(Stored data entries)
• • • • • • •
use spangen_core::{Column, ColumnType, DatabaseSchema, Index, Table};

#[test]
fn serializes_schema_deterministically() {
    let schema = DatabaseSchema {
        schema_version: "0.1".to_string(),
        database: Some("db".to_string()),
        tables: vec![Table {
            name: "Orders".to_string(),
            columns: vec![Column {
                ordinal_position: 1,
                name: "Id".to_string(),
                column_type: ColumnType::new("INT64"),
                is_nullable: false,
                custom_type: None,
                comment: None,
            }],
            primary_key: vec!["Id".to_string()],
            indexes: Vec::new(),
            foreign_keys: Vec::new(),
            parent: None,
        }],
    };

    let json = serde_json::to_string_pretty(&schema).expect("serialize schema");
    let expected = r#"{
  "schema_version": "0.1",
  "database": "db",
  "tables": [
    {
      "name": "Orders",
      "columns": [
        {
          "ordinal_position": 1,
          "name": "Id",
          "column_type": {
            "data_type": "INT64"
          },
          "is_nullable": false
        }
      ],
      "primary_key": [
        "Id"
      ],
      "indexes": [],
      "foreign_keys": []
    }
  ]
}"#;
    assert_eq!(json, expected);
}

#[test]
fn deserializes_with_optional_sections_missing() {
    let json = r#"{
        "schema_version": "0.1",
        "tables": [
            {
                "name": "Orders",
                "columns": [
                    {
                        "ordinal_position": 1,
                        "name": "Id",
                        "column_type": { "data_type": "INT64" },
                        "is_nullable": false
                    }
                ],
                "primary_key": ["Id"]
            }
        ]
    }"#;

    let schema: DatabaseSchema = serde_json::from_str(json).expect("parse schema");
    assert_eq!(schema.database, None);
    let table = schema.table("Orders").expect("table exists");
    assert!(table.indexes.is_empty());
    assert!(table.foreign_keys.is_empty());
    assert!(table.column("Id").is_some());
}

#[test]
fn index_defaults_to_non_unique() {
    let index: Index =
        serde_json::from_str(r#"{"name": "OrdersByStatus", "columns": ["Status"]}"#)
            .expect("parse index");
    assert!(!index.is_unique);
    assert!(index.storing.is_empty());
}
• • • • • • •
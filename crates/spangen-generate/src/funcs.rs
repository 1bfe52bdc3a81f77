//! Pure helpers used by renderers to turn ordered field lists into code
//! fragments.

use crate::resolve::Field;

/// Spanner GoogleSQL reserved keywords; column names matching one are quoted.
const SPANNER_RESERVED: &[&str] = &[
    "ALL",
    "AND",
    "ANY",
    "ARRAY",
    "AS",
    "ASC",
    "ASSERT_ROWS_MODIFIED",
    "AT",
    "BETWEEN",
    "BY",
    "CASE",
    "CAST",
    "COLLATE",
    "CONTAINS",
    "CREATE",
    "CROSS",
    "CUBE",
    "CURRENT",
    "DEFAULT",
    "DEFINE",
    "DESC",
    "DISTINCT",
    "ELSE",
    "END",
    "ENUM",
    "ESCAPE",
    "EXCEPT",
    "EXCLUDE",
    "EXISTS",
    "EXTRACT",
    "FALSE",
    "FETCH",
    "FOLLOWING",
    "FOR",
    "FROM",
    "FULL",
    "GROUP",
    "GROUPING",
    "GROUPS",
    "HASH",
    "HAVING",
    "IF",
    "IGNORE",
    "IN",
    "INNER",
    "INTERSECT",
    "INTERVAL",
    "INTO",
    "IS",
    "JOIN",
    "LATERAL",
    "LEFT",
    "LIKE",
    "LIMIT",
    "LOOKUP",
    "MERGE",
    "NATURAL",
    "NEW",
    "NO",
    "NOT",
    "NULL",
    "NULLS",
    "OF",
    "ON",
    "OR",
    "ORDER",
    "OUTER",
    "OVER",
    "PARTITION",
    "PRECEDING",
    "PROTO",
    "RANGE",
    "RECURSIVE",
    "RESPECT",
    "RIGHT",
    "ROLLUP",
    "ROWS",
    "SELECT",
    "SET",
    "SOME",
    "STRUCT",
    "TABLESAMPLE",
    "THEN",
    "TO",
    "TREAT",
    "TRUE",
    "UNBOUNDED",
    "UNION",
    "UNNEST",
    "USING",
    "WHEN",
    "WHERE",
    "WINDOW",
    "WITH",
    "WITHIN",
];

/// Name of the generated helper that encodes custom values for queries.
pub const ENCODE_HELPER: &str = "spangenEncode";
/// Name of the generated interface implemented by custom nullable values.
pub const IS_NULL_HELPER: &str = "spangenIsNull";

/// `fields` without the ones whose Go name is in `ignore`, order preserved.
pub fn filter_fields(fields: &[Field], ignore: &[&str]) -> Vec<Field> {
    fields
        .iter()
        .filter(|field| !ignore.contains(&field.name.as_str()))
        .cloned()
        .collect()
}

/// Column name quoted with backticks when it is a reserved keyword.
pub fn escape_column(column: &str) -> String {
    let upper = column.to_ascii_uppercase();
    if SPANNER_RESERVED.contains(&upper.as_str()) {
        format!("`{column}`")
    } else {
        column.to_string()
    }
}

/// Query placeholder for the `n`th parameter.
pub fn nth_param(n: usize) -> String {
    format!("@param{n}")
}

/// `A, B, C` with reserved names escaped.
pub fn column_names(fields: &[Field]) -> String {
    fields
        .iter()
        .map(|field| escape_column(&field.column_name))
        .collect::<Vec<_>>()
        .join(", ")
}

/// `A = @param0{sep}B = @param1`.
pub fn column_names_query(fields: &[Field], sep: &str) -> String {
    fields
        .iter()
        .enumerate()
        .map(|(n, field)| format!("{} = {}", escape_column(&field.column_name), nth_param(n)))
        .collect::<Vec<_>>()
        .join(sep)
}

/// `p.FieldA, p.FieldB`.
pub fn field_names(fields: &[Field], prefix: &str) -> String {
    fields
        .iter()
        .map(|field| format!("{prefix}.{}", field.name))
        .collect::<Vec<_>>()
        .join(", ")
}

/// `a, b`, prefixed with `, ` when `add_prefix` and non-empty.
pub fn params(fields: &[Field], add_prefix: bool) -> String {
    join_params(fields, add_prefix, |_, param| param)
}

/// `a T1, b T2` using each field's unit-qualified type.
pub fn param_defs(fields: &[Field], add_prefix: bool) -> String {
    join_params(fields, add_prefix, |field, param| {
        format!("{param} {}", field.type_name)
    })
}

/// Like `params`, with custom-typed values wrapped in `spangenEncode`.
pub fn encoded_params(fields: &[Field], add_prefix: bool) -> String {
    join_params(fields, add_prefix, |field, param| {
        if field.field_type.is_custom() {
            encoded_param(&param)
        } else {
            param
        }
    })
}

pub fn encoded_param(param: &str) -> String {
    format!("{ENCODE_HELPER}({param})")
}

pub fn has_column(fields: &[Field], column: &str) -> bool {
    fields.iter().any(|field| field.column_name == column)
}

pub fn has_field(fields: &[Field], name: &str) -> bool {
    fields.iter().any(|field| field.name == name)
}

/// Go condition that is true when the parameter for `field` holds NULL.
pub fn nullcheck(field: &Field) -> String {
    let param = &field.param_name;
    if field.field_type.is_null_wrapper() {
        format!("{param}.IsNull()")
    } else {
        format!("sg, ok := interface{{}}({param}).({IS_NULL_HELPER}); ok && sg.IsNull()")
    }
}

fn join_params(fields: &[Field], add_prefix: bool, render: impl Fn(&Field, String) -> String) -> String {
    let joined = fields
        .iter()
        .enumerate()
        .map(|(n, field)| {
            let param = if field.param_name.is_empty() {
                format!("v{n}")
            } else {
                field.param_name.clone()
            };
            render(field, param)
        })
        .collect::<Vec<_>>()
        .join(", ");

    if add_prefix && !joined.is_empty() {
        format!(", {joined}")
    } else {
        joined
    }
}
• • • • • • •
**GOAL OF THE EXERCISE**:
Filter the data for the string "spangenEncode". Copy each matching line.

**SOLUTION TO THE EXERCISE**:
pub const ENCODE_HELPER: &str = "spangenEncode";
/// Like `params`, with custom-typed values wrapped in `spangenEncode`.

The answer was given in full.